Mam przyjaciela. Na imię ma Tadeusz. Nic w tym dziwnego, każdy ma przyjaciela, ale mój jest wyjątkowy. Ma 65 lat i praktycznie mógłby być moim ojcem, ale wierzcie mi lub nie dogaduję się z nim lepiej niż z niejednym rówieśnikiem. Przy nim naprawdę zapomina się o różnicy wieku i spędzone wspólnie chwile są dobrą zabawą i materiałem do wspomnień... Nie będę pisał tu historii naszej przyjaźni, wspomnę jedynie o tym, że Tadeusz mieszka w rejonie Polski ubogiej w akweny wodne. Wcześniej mieszkał gdzie indziej, gdzie spokojnie mógł oddawać się swojej pasji - wędkarstwu. Życie ma jednak to do siebie, że czasami lubi płatać figle i toczyć się zupełnie inną drogą niż oczekiwana.

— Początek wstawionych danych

//! Token-to-word reassembly.
//!
//! Language models stream text at arbitrary sub-word granularity. Feeding
//! those fragments straight to a synthesizer produces audible breaks in the
//! middle of words, so fragments are held back until a word boundary is known
//! and then released as whole-word chunks.
//!
//! ```rust
//! use voice_relay::core::llm::TokenReassembler;
//!
//! let mut buffer = TokenReassembler::new();
//! assert_eq!(buffer.push("Hello"), None);
//! assert_eq!(buffer.push(" world").unwrap().text(), "Hello ");
//! assert_eq!(buffer.push("!"), None);
//!
//! let tail: Vec<String> = buffer.finish().into_iter().map(|c| c.text().to_string()).collect();
//! assert_eq!(tail, vec!["world! ".to_string(), String::new()]);
//! ```

const DELIMITER: char = ' ';

/// A run of complete words with one trailing space, or the empty
/// end-of-turn marker.
#[derive(Debug, Clone, PartialEq, Eq)]
pub struct WordChunk {
    text: String,
}

impl WordChunk {
    pub fn new(text: impl Into<String>) -> Self {
        Self { text: text.into() }
    }

    /// The empty chunk that closes a generation turn.
    pub fn end_of_turn() -> Self {
        Self {
            text: String::new(),
        }
    }

    pub fn text(&self) -> &str {
        &self.text
    }

    pub fn into_text(self) -> String {
        self.text
    }

    #[inline]
    pub fn is_end_of_turn(&self) -> bool {
        self.text.is_empty()
    }
}

/// Pending-fragment buffer for one generation turn.
#[derive(Debug, Default)]
pub struct TokenReassembler {
    pending: Vec<String>,
}

impl TokenReassembler {
    pub fn new() -> Self {
        Self::default()
    }

    /// Whether no fragment is waiting for a word boundary.
    pub fn is_empty(&self) -> bool {
        self.pending.is_empty()
    }

    /// Feed one raw fragment. Returns a chunk when it completes at least one
    /// word.
    ///
    /// Every delimiter in the fragment closes the entry before it. Empty
    /// pieces are dropped, which collapses repeated delimiters and keeps a
    /// leading delimiter from opening an empty entry.
    pub fn push(&mut self, fragment: &str) -> Option<WordChunk> {
        let mut delimited = false;

        for (index, piece) in fragment.split(DELIMITER).enumerate() {
            if index > 0 {
                delimited = true;
                self.close_last_entry();
            }
            if !piece.is_empty() {
                self.pending.push(piece.to_string());
            }
        }

        if delimited { self.drain_words() } else { None }
    }

    /// End the turn: flush whatever is pending with a trailing delimiter,
    /// then the end-of-turn marker. The marker is always present, even for a
    /// turn that produced no fragments.
    pub fn finish(&mut self) -> Vec<WordChunk> {
        let mut chunks = Vec::with_capacity(2);

        if !self.pending.is_empty() {
            let mut text: String = self.pending.drain(..).collect();
            if !text.ends_with(DELIMITER) {
                text.push(DELIMITER);
            }
            chunks.push(WordChunk::new(text));
        }

        chunks.push(WordChunk::end_of_turn());
        chunks
    }

    fn close_last_entry(&mut self) {
        if let Some(last) = self.pending.last_mut()
            && !last.ends_with(DELIMITER)
        {
            last.push(DELIMITER);
        }
    }

    /// Emit everything up to and including the last delimited entry.
    fn drain_words(&mut self) -> Option<WordChunk> {
        let end = self
            .pending
            .iter()
            .rposition(|entry| entry.ends_with(DELIMITER))?;

        let text: String = self.pending.drain(..=end).collect();
        Some(WordChunk::new(text))
    }
}

#[cfg(test)]
mod tests {
    use super::*;

    fn run(fragments: &[&str]) -> (Vec<String>, Vec<String>) {
        let mut buffer = TokenReassembler::new();
        let streamed = fragments
            .iter()
            .filter_map(|f| buffer.push(f))
            .map(WordChunk::into_text)
            .collect();
        let tail = buffer.finish().into_iter().map(WordChunk::into_text).collect();
        (streamed, tail)
    }

    #[test]
    fn test_hello_world() {
        let mut buffer = TokenReassembler::new();

        assert_eq!(buffer.push("Hello"), None);
        assert_eq!(buffer.push(" world"), Some(WordChunk::new("Hello ")));
        assert_eq!(buffer.push("!"), None);

        let tail = buffer.finish();
        assert_eq!(tail, vec![WordChunk::new("world! "), WordChunk::end_of_turn()]);
        assert!(tail[1].is_end_of_turn());
        assert!(buffer.is_empty());
    }

    #[test]
    fn test_words_split_mid_token() {
        let (streamed, tail) = run(&["Th", "ank", " y", "ou for", " call", "ing"]);
        assert_eq!(streamed, vec!["Thank ", "you ", "for "]);
        assert_eq!(tail, vec!["calling ", ""]);
    }

    #[test]
    fn test_trailing_delimiter_in_fragment() {
        let (streamed, tail) = run(&["Sure", ", ", "one", " moment"]);
        assert_eq!(streamed, vec!["Sure, ", "one "]);
        assert_eq!(tail, vec!["moment ", ""]);
    }

    #[test]
    fn test_single_space_fragment() {
        let mut buffer = TokenReassembler::new();
        assert_eq!(buffer.push(" "), None);
        assert!(buffer.is_empty());

        assert_eq!(buffer.push("Hi"), None);
        assert_eq!(buffer.push(" "), Some(WordChunk::new("Hi ")));
        assert!(buffer.is_empty());
    }

    #[test]
    fn test_doubled_delimiters_collapse() {
        let (streamed, tail) = run(&["one", "  two", "   ", "three"]);
        assert_eq!(streamed, vec!["one ", "two "]);
        assert_eq!(tail, vec!["three ", ""]);
    }

    #[test]
    fn test_many_words_in_one_fragment() {
        let (streamed, tail) = run(&["I", " can help you", " with"]);
        assert_eq!(streamed, vec!["I can help ", "you "]);
        assert_eq!(tail, vec!["with ", ""]);
    }

    #[test]
    fn test_empty_turn_still_emits_marker() {
        let (streamed, tail) = run(&[]);
        assert!(streamed.is_empty());
        assert_eq!(tail, vec![""]);

        let (streamed, tail) = run(&["", ""]);
        assert!(streamed.is_empty());
        assert_eq!(tail, vec![""]);
    }

    #[test]
    fn test_no_chunk_splits_a_word() {
        let fragments = ["Mm", "-hm", "m, I", " und", "erst", "and.", " Le", "t me", " che", "ck", "."];
        let (streamed, tail) = run(&fragments);

        for chunk in &streamed {
            assert!(chunk.ends_with(' '), "chunk {chunk:?} is not word aligned");
        }
        assert!(tail.last().unwrap().is_empty());
    }

    #[test]
    fn test_concatenation_matches_generated_text() {
        let cases: &[&[&str]] = &[
            &["Hello", " world", "!"],
            &["Your", " appoint", "ment is", " on", " Tues", "day at", " ten."],
            &["a", " b", " c", " d"],
            &["single"],
            &["x y z"],
        ];

        for fragments in cases {
            let full: String = fragments.concat();
            let (streamed, tail) = run(fragments);

            let mut joined: String = streamed.concat();
            joined.push_str(&tail.concat());
            assert_eq!(joined, format!("{full} "), "fragments {fragments:?}");
            assert_eq!(tail.last().map(String::as_str), Some(""));
        }
    }

    #[test]
    fn test_reusable_after_finish() {
        let mut buffer = TokenReassembler::new();
        buffer.push("first");
        buffer.finish();

        assert_eq!(buffer.push("second"), None);
        assert_eq!(
            buffer.finish(),
            vec![WordChunk::new("second "), WordChunk::end_of_turn()]
        );
    }
}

Umówiliśmy się, że przyjedzie do mnie na ryby. Posiedzi, odpocznie i przy okazji połowi. No, tak - tylko co i jak? Tadeusz z racji wieku, a szczególnie upodobań lubi łowić na spławik. Lubi usiąść sobie wygodnie i z bliskiej odległości obserwować dwa patyczki unoszące się na powierzchni wody. Nie powiem, że uwielbia jak mu tę monotonię zakłóca znikanie powyższych patyczków pod powierzchnią lub ewentualne psucie się ich poprzez wyłożenie się na wodzie. Wiadomo, dobrze byłoby aby sytuacje takie były częstsze niż błogie wygodne obserwowanie samych spławików. Szukam miejsca na wypady spławikowe. Pływam po jeziorze i obserwuję łowiących na spławik lub grunt. Mam wytypowaną zatoke z dnem mulistym o średniej głębokości około 5 metrów. Będzie w sam raz. Dojazd dobry, daleko od brzegu, nie trzeba płynąć, tyko co z rybami, czy będą? Powinny być tu leszcze, krąpie i ewentualnie płocie. Praktycznie nie liczyłem na duże egzemplarze, ale tych mniejszych, takich do połowienia sobie, spodziewałem się w 100%. Wszystko było kwestią zanęcenia. Pływając przy okazji wyjazdów ze spinningiem w rejonie planowanych przyszłych połowów nie omieszkałem utopić rozrobioną wcześniej paczkę lub dwie zanęty.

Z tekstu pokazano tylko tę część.